§ DIRECTIONS FOR THIS TASK
Output all of the entries exactly as written.

Data entries
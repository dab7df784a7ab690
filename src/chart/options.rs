use super::spec::{Margin, RenderConfig};

#[derive(Debug, Clone, Copy, PartialEq, Eq, Default)]
pub enum BarMode {
    #[default]
    Group,
    Stack,
    Overlay,
}

impl BarMode {
    pub fn as_str(&self) -> &'static str {
        match self {
            BarMode::Group => "group",
            BarMode::Stack => "stack",
            BarMode::Overlay => "overlay",
        }
    }
}

/// Per-chart presentation settings. Fields a kind does not use are ignored.
#[derive(Debug, Clone, PartialEq)]
pub struct ChartOptions {
    pub title: Option<String>,
    pub x_axis_title: Option<String>,
    pub y_axis_title: Option<String>,
    pub secondary_axis_title: Option<String>,
    pub bar_mode: BarMode,
    /// Print each bar's value on the bar (player charts).
    pub show_values: bool,
    pub radial_range: [f64; 2],
    pub hole: f64,
    pub colorscale: String,
    pub reverse_scale: bool,
    pub show_legend: Option<bool>,
    pub autosize: Option<bool>,
    pub margin: Option<Margin>,
    pub render: RenderConfig,
}

impl Default for ChartOptions {
    fn default() -> Self {
        Self {
            title: None,
            x_axis_title: None,
            y_axis_title: None,
            secondary_axis_title: None,
            bar_mode: BarMode::Group,
            show_values: false,
            radial_range: [0.0, 100.0],
            hole: 0.4,
            colorscale: "Inferno".to_string(),
            reverse_scale: true,
            show_legend: None,
            autosize: None,
            margin: None,
            render: RenderConfig::default(),
        }
    }
}

impl ChartOptions {
    pub fn titled(title: impl Into<String>) -> Self {
        Self {
            title: Some(title.into()),
            ..Self::default()
        }
    }

    pub fn axis_titles(mut self, x: impl Into<String>, y: impl Into<String>) -> Self {
        self.x_axis_title = Some(x.into());
        self.y_axis_title = Some(y.into());
        self
    }

    pub fn secondary_axis(mut self, title: impl Into<String>) -> Self {
        self.secondary_axis_title = Some(title.into());
        self
    }

    pub fn legend(mut self, show: bool) -> Self {
        self.show_legend = Some(show);
        self
    }

    pub fn margin(mut self, margin: Margin) -> Self {
        self.margin = Some(margin);
        self
    }

    pub fn render_config(mut self, render: RenderConfig) -> Self {
        self.render = render;
        self
    }
}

§ SOLUTION
repository dab7df784a7ab690
filename src/chart/options.rs
use super::spec::{Margin, RenderConfig};

#[derive(Debug, Clone, Copy, PartialEq, Eq, Default)]
pub enum BarMode {
    #[default]
    Group,
    Stack,
    Overlay,
}

impl BarMode {
    pub fn as_str(&self) -> &'static str {
        match self {
            BarMode::Group => "group",
            BarMode::Stack => "stack",
            BarMode::Overlay => "overlay",
        }
    }
}

/// Per-chart presentation settings. Fields a kind does not use are ignored.
#[derive(Debug, Clone, PartialEq)]
pub struct ChartOptions {
    pub title: Option<String>,
    pub x_axis_title: Option<String>,
    pub y_axis_title: Option<String>,
    pub secondary_axis_title: Option<String>,
    pub bar_mode: BarMode,
    /// Print each bar's value on the bar (player charts).
    pub show_values: bool,
    pub radial_range: [f64; 2],
    pub hole: f64,
    pub colorscale: String,
    pub reverse_scale: bool,
    pub show_legend: Option<bool>,
    pub autosize: Option<bool>,
    pub margin: Option<Margin>,
    pub render: RenderConfig,
}

impl Default for ChartOptions {
    fn default() -> Self {
        Self {
            title: None,
            x_axis_title: None,
            y_axis_title: None,
            secondary_axis_title: None,
            bar_mode: BarMode::Group,
            show_values: false,
            radial_range: [0.0, 100.0],
            hole: 0.4,
            colorscale: "Inferno".to_string(),
            reverse_scale: true,
            show_legend: None,
            autosize: None,
            margin: None,
            render: RenderConfig::default(),
        }
    }
}

impl ChartOptions {
    pub fn titled(title: impl Into<String>) -> Self {
        Self {
            title: Some(title.into()),
            ..Self::default()
        }
    }

    pub fn axis_titles(mut self, x: impl Into<String>, y: impl Into<String>) -> Self {
        self.x_axis_title = Some(x.into());
        self.y_axis_title = Some(y.into());
        self
    }

    pub fn secondary_axis(mut self, title: impl Into<String>) -> Self {
        self.secondary_axis_title = Some(title.into());
        self
    }

    pub fn legend(mut self, show: bool) -> Self {
        self.show_legend = Some(show);
        self
    }

    pub fn margin(mut self, margin: Margin) -> Self {
        self.margin = Some(margin);
        self
    }

    pub fn render_config(mut self, render: RenderConfig) -> Self {
        self.render = render;
        self
    }
}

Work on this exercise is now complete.